Following its stunning victory in the European elections, Britain’s anti-EU party is targeting a first parliamentary seat, starting with Thursday’s by-election in central England.
The prospect of a UKIP victory in the market town of Newark is sowing panic among the main parties, particularly Prime Minister David Cameron’s Conservatives, who have held the seat since 2001.
The Tories fear their voter base is being eroded by the eurosceptic and anti-immigration rhetoric of the United Kingdom Independence Party and its charismatic leader Nigel Farage.
“Him again!” jokes market trader Michael Lieber after hearing that Cameron was making another visit.
Another enterprising market trader offered campaign-weary locals eggs for 50 pence each, “for throwing at a politician”.
It is the fourth time in less than a year that Cameron has visited the Nottinghamshire town to support Robert Jenrick, the 32-year-old Conservative candidate.
“I think it’s unprecedented. They are really, really scared,” said Farage, who watched the procession of Conservative politicians sent to campaign for the seat with amusement.
For Cameron’s centre-right party, the prospect of defeat is an unthinkable horror which it fears could unleash a wider backlash of populist anger.
But UKIP accepts victory in Newark will be harder to secure than topping last week’s European vote.
“If last Sunday was an earthquake, UKIP winning here on Thursday would be a Krakatoa,” Farage told AFP, laughing aloud at his own joke.
“Once we win that first seat in Westminster, the whole game changes,” added the 50-year-old, who has predicted his party will win “at least 30 seats” at next year’s general election.
In Newark — scene of bloody 17th-century civil war between royalists and parliamentarians — UKIP trails the Conservatives by at least eight points, according to latest polls, but is ahead of the main opposition Labour Party.
“All the by-election polls under-estimate us,” scoffed Farage in nearby Southwell as he left the Saracen’s Head, the inn where king Charles I spent his last night as a free man in 1646.

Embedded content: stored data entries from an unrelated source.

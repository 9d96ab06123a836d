use std::borrow::{Borrow, Cow};
use std::sync::Arc;
use std::{fmt, hash};

/// The key part of attribute [KeyValue] pairs.
///
/// Keys are lowercase dot-separated names such as `service.name`.
#[non_exhaustive]
#[derive(Clone, PartialEq, Eq, Hash, PartialOrd, Ord)]
pub struct Key(SharedString);

impl Key {
    /// Create a new `Key`.
    ///
    /// # Examples
    ///
    /// ```
    /// use telemeter::Key;
    /// use std::sync::Arc;
    ///
    /// let key1 = Key::new("my_static_str");
    /// let key2 = Key::new(String::from("my_owned_string"));
    /// let key3 = Key::new(Arc::from("my_ref_counted_str"));
    /// ```
    pub fn new(value: impl Into<Key>) -> Self {
        value.into()
    }

    /// Create a new const `Key`.
    pub const fn from_static_str(value: &'static str) -> Self {
        Key(SharedString::Static(value))
    }

    /// Returns a reference to the underlying key name
    pub fn as_str(&self) -> &str {
        self.0.as_str()
    }

    /// Create a `KeyValue` pair for `bool` values.
    pub fn bool(&self, value: bool) -> KeyValue {
        KeyValue {
            key: self.clone(),
            value: Value::Bool(value),
        }
    }

    /// Create a `KeyValue` pair for `i64` values.
    pub fn i64(&self, value: i64) -> KeyValue {
        KeyValue {
            key: self.clone(),
            value: Value::I64(value),
        }
    }

    /// Create a `KeyValue` pair for `f64` values.
    pub fn f64(&self, value: f64) -> KeyValue {
        KeyValue {
            key: self.clone(),
            value: Value::F64(value),
        }
    }

    /// Create a `KeyValue` pair for string-like values.
    pub fn string(&self, value: impl Into<StringValue>) -> KeyValue {
        KeyValue {
            key: self.clone(),
            value: Value::String(value.into()),
        }
    }
}

impl From<&'static str> for Key {
    /// Convert a `&str` to a `Key`.
    fn from(key_str: &'static str) -> Self {
        Key(SharedString::Static(key_str))
    }
}

impl From<String> for Key {
    /// Convert a `String` to a `Key`.
    fn from(string: String) -> Self {
        Key(SharedString::Owned(string.into_boxed_str()))
    }
}

impl From<Arc<str>> for Key {
    /// Convert an `Arc<str>` to a `Key`.
    fn from(string: Arc<str>) -> Self {
        Key(SharedString::RefCounted(string))
    }
}

impl From<Cow<'static, str>> for Key {
    /// Convert a `Cow<'static, str>` to a `Key`
    fn from(string: Cow<'static, str>) -> Self {
        match string {
            Cow::Borrowed(s) => Key(SharedString::Static(s)),
            Cow::Owned(s) => Key(SharedString::Owned(s.into_boxed_str())),
        }
    }
}

impl fmt::Debug for Key {
    fn fmt(&self, fmt: &mut fmt::Formatter<'_>) -> fmt::Result {
        self.0.fmt(fmt)
    }
}

impl From<Key> for String {
    fn from(key: Key) -> Self {
        match key.0 {
            SharedString::Owned(s) => s.to_string(),
            SharedString::Static(s) => s.to_string(),
            SharedString::RefCounted(s) => s.to_string(),
        }
    }
}

impl fmt::Display for Key {
    fn fmt(&self, fmt: &mut fmt::Formatter<'_>) -> fmt::Result {
        match &self.0 {
            SharedString::Owned(s) => s.fmt(fmt),
            SharedString::Static(s) => s.fmt(fmt),
            SharedString::RefCounted(s) => s.fmt(fmt),
        }
    }
}

impl Borrow<str> for Key {
    fn borrow(&self) -> &str {
        self.0.as_str()
    }
}

impl AsRef<str> for Key {
    fn as_ref(&self) -> &str {
        self.0.as_str()
    }
}

#[derive(Clone, Debug, Eq)]
enum SharedString {
    Owned(Box<str>),
    Static(&'static str),
    RefCounted(Arc<str>),
}

impl SharedString {
    fn as_str(&self) -> &str {
        match self {
            SharedString::Owned(s) => s.as_ref(),
            SharedString::Static(s) => s,
            SharedString::RefCounted(s) => s.as_ref(),
        }
    }
}

impl PartialOrd for SharedString {
    fn partial_cmp(&self, other: &Self) -> Option<std::cmp::Ordering> {
        Some(self.cmp(other))
    }
}

impl Ord for SharedString {
    fn cmp(&self, other: &Self) -> std::cmp::Ordering {
        self.as_str().cmp(other.as_str())
    }
}

impl PartialEq for SharedString {
    fn eq(&self, other: &Self) -> bool {
        self.as_str().eq(other.as_str())
    }
}

impl hash::Hash for SharedString {
    fn hash<H: hash::Hasher>(&self, state: &mut H) {
        self.as_str().hash(state)
    }
}

/// The value part of attribute [KeyValue] pairs.
#[non_exhaustive]
#[derive(Clone, Debug, PartialEq)]
#[cfg_attr(feature = "serialize", derive(serde::Serialize, serde::Deserialize))]
pub enum Value {
    /// bool values
    Bool(bool),
    /// i64 values
    I64(i64),
    /// f64 values
    F64(f64),
    /// String values
    String(StringValue),
}

/// Wrapper for string-like values
#[non_exhaustive]
#[derive(Clone, PartialEq, Eq, Hash)]
pub struct StringValue(SharedString);

impl fmt::Debug for StringValue {
    fn fmt(&self, f: &mut fmt::Formatter<'_>) -> fmt::Result {
        self.0.fmt(f)
    }
}

impl fmt::Display for StringValue {
    fn fmt(&self, f: &mut fmt::Formatter<'_>) -> fmt::Result {
        match &self.0 {
            SharedString::Owned(s) => s.fmt(f),
            SharedString::Static(s) => s.fmt(f),
            SharedString::RefCounted(s) => s.fmt(f),
        }
    }
}

impl AsRef<str> for StringValue {
    fn as_ref(&self) -> &str {
        self.0.as_str()
    }
}

impl StringValue {
    /// Returns a string slice to this value
    pub fn as_str(&self) -> &str {
        self.0.as_str()
    }
}

impl From<StringValue> for String {
    fn from(s: StringValue) -> Self {
        match s.0 {
            SharedString::Owned(s) => s.to_string(),
            SharedString::Static(s) => s.to_string(),
            SharedString::RefCounted(s) => s.to_string(),
        }
    }
}

impl From<&'static str> for StringValue {
    fn from(s: &'static str) -> Self {
        StringValue(SharedString::Static(s))
    }
}

impl From<String> for StringValue {
    fn from(s: String) -> Self {
        StringValue(SharedString::Owned(s.into_boxed_str()))
    }
}

impl From<Arc<str>> for StringValue {
    fn from(s: Arc<str>) -> Self {
        StringValue(SharedString::RefCounted(s))
    }
}

impl From<Cow<'static, str>> for StringValue {
    fn from(s: Cow<'static, str>) -> Self {
        match s {
            Cow::Owned(s) => StringValue(SharedString::Owned(s.into_boxed_str())),
            Cow::Borrowed(s) => StringValue(SharedString::Static(s)),
        }
    }
}

impl Value {
    /// String representation of the `Value`
    ///
    /// This will allocate iff the underlying value is not a `String`.
    pub fn as_str(&self) -> Cow<'_, str> {
        match self {
            Value::Bool(v) => format!("{}", v).into(),
            Value::I64(v) => format!("{}", v).into(),
            Value::F64(v) => format!("{}", v).into(),
            Value::String(v) => Cow::Borrowed(v.as_str()),
        }
    }
}

macro_rules! from_values {
   (
        $(
            ($t:ty, $val:expr);
        )+
    ) => {
        $(
            impl From<$t> for Value {
                fn from(t: $t) -> Self {
                    $val(t)
                }
            }
        )+
    }
}

from_values!(
    (bool, Value::Bool);
    (i64, Value::I64);
    (f64, Value::F64);
    (StringValue, Value::String);
);

impl From<&'static str> for Value {
    fn from(s: &'static str) -> Self {
        Value::String(s.into())
    }
}

impl From<String> for Value {
    fn from(s: String) -> Self {
        Value::String(s.into())
    }
}

impl From<Arc<str>> for Value {
    fn from(s: Arc<str>) -> Self {
        Value::String(s.into())
    }
}

impl From<Cow<'static, str>> for Value {
    fn from(s: Cow<'static, str>) -> Self {
        Value::String(s.into())
    }
}

impl fmt::Display for Value {
    fn fmt(&self, fmt: &mut fmt::Formatter<'_>) -> fmt::Result {
        match self {
            Value::Bool(v) => v.fmt(fmt),
            Value::I64(v) => v.fmt(fmt),
            Value::F64(v) => v.fmt(fmt),
            Value::String(v) => fmt.write_str(v.as_str()),
        }
    }
}

/// A key-value pair describing an attribute.
#[derive(Clone, Debug, PartialEq)]
#[non_exhaustive]
#[cfg_attr(feature = "serialize", derive(serde::Serialize, serde::Deserialize))]
pub struct KeyValue {
    /// The attribute name
    pub key: Key,

    /// The attribute value
    pub value: Value,
}

impl KeyValue {
    /// Create a new `KeyValue` pair.
    pub fn new<K, V>(key: K, value: V) -> Self
    where
        K: Into<Key>,
        V: Into<Value>,
    {
        KeyValue {
            key: key.into(),
            value: value.into(),
        }
    }
}

#[cfg(feature = "serialize")]
mod serialize {
    use serde::{Deserialize, Deserializer, Serialize, Serializer};

    use super::{Key, StringValue};

    impl Serialize for Key {
        fn serialize<S: Serializer>(&self, serializer: S) -> Result<S::Ok, S::Error> {
            serializer.serialize_str(self.as_str())
        }
    }

    impl<'de> Deserialize<'de> for Key {
        fn deserialize<D: Deserializer<'de>>(deserializer: D) -> Result<Self, D::Error> {
            String::deserialize(deserializer).map(Key::from)
        }
    }

    impl Serialize for StringValue {
        fn serialize<S: Serializer>(&self, serializer: S) -> Result<S::Ok, S::Error> {
            serializer.serialize_str(self.as_str())
        }
    }

    impl<'de> Deserialize<'de> for StringValue {
        fn deserialize<D: Deserializer<'de>>(deserializer: D) -> Result<Self, D::Error> {
            String::deserialize(deserializer).map(StringValue::from)
        }
    }
}

#[cfg(all(test, feature = "serialize"))]
mod tests {
    use super::*;

    #[test]
    fn key_serializes_as_plain_string() {
        let json = serde_json::to_string(&Key::new("host.name")).unwrap();
        assert_eq!(json, "\"host.name\"");
    }

    #[test]
    fn key_value_round_trip() {
        let pairs = vec![
            KeyValue::new("service.name", "checkout"),
            Key::new("process.pid").i64(42),
            Key::new("cache.hit").bool(true),
            Key::new("sampling.ratio").f64(0.25),
        ];
        for kv in pairs {
            let json = serde_json::to_string(&kv).unwrap();
            let back: KeyValue = serde_json::from_str(&json).unwrap();
            assert_eq!(kv, back);
        }
    }
}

Farage is having lunch with UKIP candidate Roger Helmer, the moustachioed Conservative defector who has served in the European Parliament since 1999.
“In my political career, I have never seen such enthusiasm,” the 70-year-old said of the campaign.
Helmer has been no stranger to controversy over the years due to remarks about homosexuals, rapists and rioters — the latter, he said, should be “shot on sight”.
UKIP has previously enjoyed success on the European stage but has failed to translate that into domestic support. The party saw its vote slump from 16 percent at the 2009 European elections to three percent in the 2010 general election.
“This time is different,” insists Anthony Lumb, a former coal miner and disgruntled Labour voter, who points to the proximity of the May 2015 general election and the anger felt towards the main parties.
For him, leaving the European Union is “THE priority”, he stresses.
“We are not against immigration but we want to control it ourselves,” he explains.
Outside the by-election, life is relatively calm in the historic riverside town, which boasts a castle and sits outside Sherwood Forest, the stomping ground of legendary outlaw Robin Hood.
Local unemployment runs at just two percent, crime rates are below the national average and life is comfortable in a town made up of 94 percent “white British” people, according to the latest census in 2011.
Even Helmer admits to having been surprised when knocking on doors to find out how “significant” the issue of immigration was.
Although the town hosted the Polish air force during World War II, locals’ concerns are mostly directed towards immigrants from eastern Europe. General Wladyslaw Sikorski, the Polish prime minister and armed forces chief of the time, was buried there.
But what infuriates voters more, Helmer tells AFP, is that the London elite — epitomised by his opponent Jenrick — have attempted to parachute in a candidate with a “£2 million house opposite (the palace of) Westminster” and no political experience.
Market trader Lieber thinks “all they deserve is a stone thrown at them”.
“Nobody ever resigns when they do something wrong, and they don’t look after couples unless they are gay couples,” he adds. “They are all telling lies.”
It is this anger towards career politicians that Farage, who seems to be most at home in the pub, has harnessed.
“Nigel Farage has a very good understanding of the working world,” says Lumb. “He speaks like real people, he says what many people think.”